Think of learning goals as the road map, objectives as the road (i.e, skills, behaviors, attitudes, etc.) that gets you to the destination, and outcomes as the destination.

Additionally as educators, we need to provide a means to achieve objectives and determine if outcomes have been reached. Imagine if you will, what type of vehicle do you want to drive to reach that mountain? Are you the driver or the co-pilot? Are you in a car that requires you to know how to shift gears manually and if so, how do you learn these steps? Activities are the resources and steps that learners need to engage in to aim for the target or desired destination (i.e., learning objectives).

Next, how will we know when we reached our destination or how well we hit that target (i.e., learning outcomes)? As mentioned earlier, assessments are a way to measure our aim and determine our outcomes. Along with the use of CATs or LATs, Ragupathi offers quick and effective ways to gather early and mid-semester feedback. Please click directly on the link for suggestions or visit the CTL website for more techniques.
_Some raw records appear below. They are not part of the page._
//! Conversion and comparison against `serde_json::Value`.

use jsondom_alloc::ResourceHandle;
use serde_json::Value as SerdeValue;

use crate::array::Array;
use crate::error::{Error, Result};
use crate::object::Object;
use crate::string;
use crate::value::{Repr, Value};

impl Value {
    /// Deep-convert a `serde_json::Value`, allocating from `handle`.
    ///
    /// Numbers keep their kind: unsigned 64-bit integers that do not fit
    /// `i64` become `u64`, everything else integral becomes `i64`, the rest
    /// become doubles.
    pub fn from_serde_in(value: &SerdeValue, handle: ResourceHandle) -> Result<Value> {
        Ok(match value {
            SerdeValue::Null => Value::null_in(handle),
            SerdeValue::Bool(b) => Value::bool_in(*b, handle),
            SerdeValue::Number(n) => {
                if let Some(v) = n.as_i64() {
                    Value::int64_in(v, handle)
                } else if let Some(v) = n.as_u64() {
                    Value::uint64_in(v, handle)
                } else if let Some(v) = n.as_f64() {
                    Value::float64_in(v, handle)
                } else {
                    return Err(Error::NotNumber);
                }
            }
            SerdeValue::String(s) => Value::from(string::String::from_str_in(s, handle)?),
            SerdeValue::Array(items) => {
                let mut array = Array::with_capacity_in(items.len(), handle)?;
                for item in items {
                    let converted = Value::from_serde_in(item, array.storage().clone())?;
                    array.push(converted)?;
                }
                Value::from(array)
            }
            SerdeValue::Object(map) => {
                let mut object = Object::with_capacity_in(map.len(), handle)?;
                for (key, item) in map {
                    let converted = Value::from_serde_in(item, object.storage().clone())?;
                    object.try_insert(key, converted)?;
                }
                Value::from(object)
            }
        })
    }
}

impl TryFrom<&SerdeValue> for Value {
    type Error = Error;

    fn try_from(value: &SerdeValue) -> Result<Value> {
        Value::from_serde_in(value, ResourceHandle::default())
    }
}

impl PartialEq<SerdeValue> for Value {
    fn eq(&self, other: &SerdeValue) -> bool {
        eq(self, other)
    }
}

impl PartialEq<Value> for SerdeValue {
    fn eq(&self, other: &Value) -> bool {
        eq(other, self)
    }
}

fn eq(lhs: &Value, rhs: &SerdeValue) -> bool {
    match (lhs.repr(), rhs) {
        (Repr::Null, SerdeValue::Null) => true,
        (Repr::Bool(l), SerdeValue::Bool(r)) => l == *r,
        (Repr::Int64(l), SerdeValue::Number(r)) => r.as_i64() == Some(l),
        (Repr::UInt64(l), SerdeValue::Number(r)) => r.as_u64() == Some(l),
        (Repr::Float64(l), SerdeValue::Number(r)) => r.is_f64() && r.as_f64() == Some(l),
        (Repr::String(l), SerdeValue::String(r)) => l.as_bytes() == r.as_bytes(),
        (Repr::Array(l), SerdeValue::Array(r)) => {
            l.len() == r.len() && l.iter().zip(r.iter()).all(|(lv, rv)| eq(lv, rv))
        }
        (Repr::Object(l), SerdeValue::Object(r)) => {
            l.len() == r.len()
                && l.iter()
                    .all(|(key, lv)| r.get(key).is_some_and(|rv| eq(lv, rv)))
        }
        _ => false,
    }
}

#[cfg(test)]
mod tests {
    use super::*;
    use serde_json::json;
    use test_case::test_case;

    #[test_case(json!(null); "null")]
    #[test_case(json!(true); "bool")]
    #[test_case(json!(42); "positive int")]
    #[test_case(json!(-42); "negative int")]
    #[test_case(json!(18446744073709551615u64); "u64 range int")]
    #[test_case(json!(3.25); "double")]
    #[test_case(json!("text"); "string")]
    #[test_case(json!([1, [2, "x"], null]); "array")]
    #[test_case(json!({"a": 1, "b": {"c": [true]}}); "object")]
    fn conversion_round_trips_structurally(source: SerdeValue) {
        let converted = Value::try_from(&source).unwrap();
        assert_eq!(converted, source);
        assert_eq!(source, converted);
    }

    #[test]
    fn kind_mismatches_do_not_compare_equal() {
        assert_ne!(Value::from(1.0f64), json!(1));
        assert_ne!(Value::from(1i64), json!(1.0));
        assert_ne!(Value::from(true), json!(1));
    }

    #[test]
    fn parsed_documents_agree_with_serde_json() {
        let doc = r#"{"nums":[0, -7, 1.5e3],"s":"é","deep":{"empty":{}}}"#;
        let ours = crate::parse(doc).unwrap();
        let theirs: SerdeValue = serde_json::from_str(doc).unwrap();
        assert_eq!(ours, theirs);
    }
}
What do I do with this feedback?

You have obtained your feedback, and now what? Take time to review your learners’ responses and reflect on those responses. Look for common themes that seem to tell a story among the learners. For example, is there a common response that leads to a greater sense of belonging, or perhaps the need for diversifying instructional methods? Keep in mind that it is easy to read responses with emotion; after all, you worked hard at creating your class and learning environment. Process those emotions for yourself, and then return to the feedback and review them for the changes you are able to make without the emotions. Without being defensive, communicate with learners if you need clarification or the reasons for changes you might be making. As always, feel free to reach out to CTL for a consultation.  


Further Reading & Resources:

 Angelo, T. A., & Cross, K. P. (1993). Classroom assessment techniques: A handbook for college teachers. Wiley.

  Barkley, E. F. & Major, C. H. (2016). Learning assessment techniques: A handbook for college faculty. Wiley.

 Ragupathi, K. (n.d.). Gathering formative feedback through mid-semester evaluations.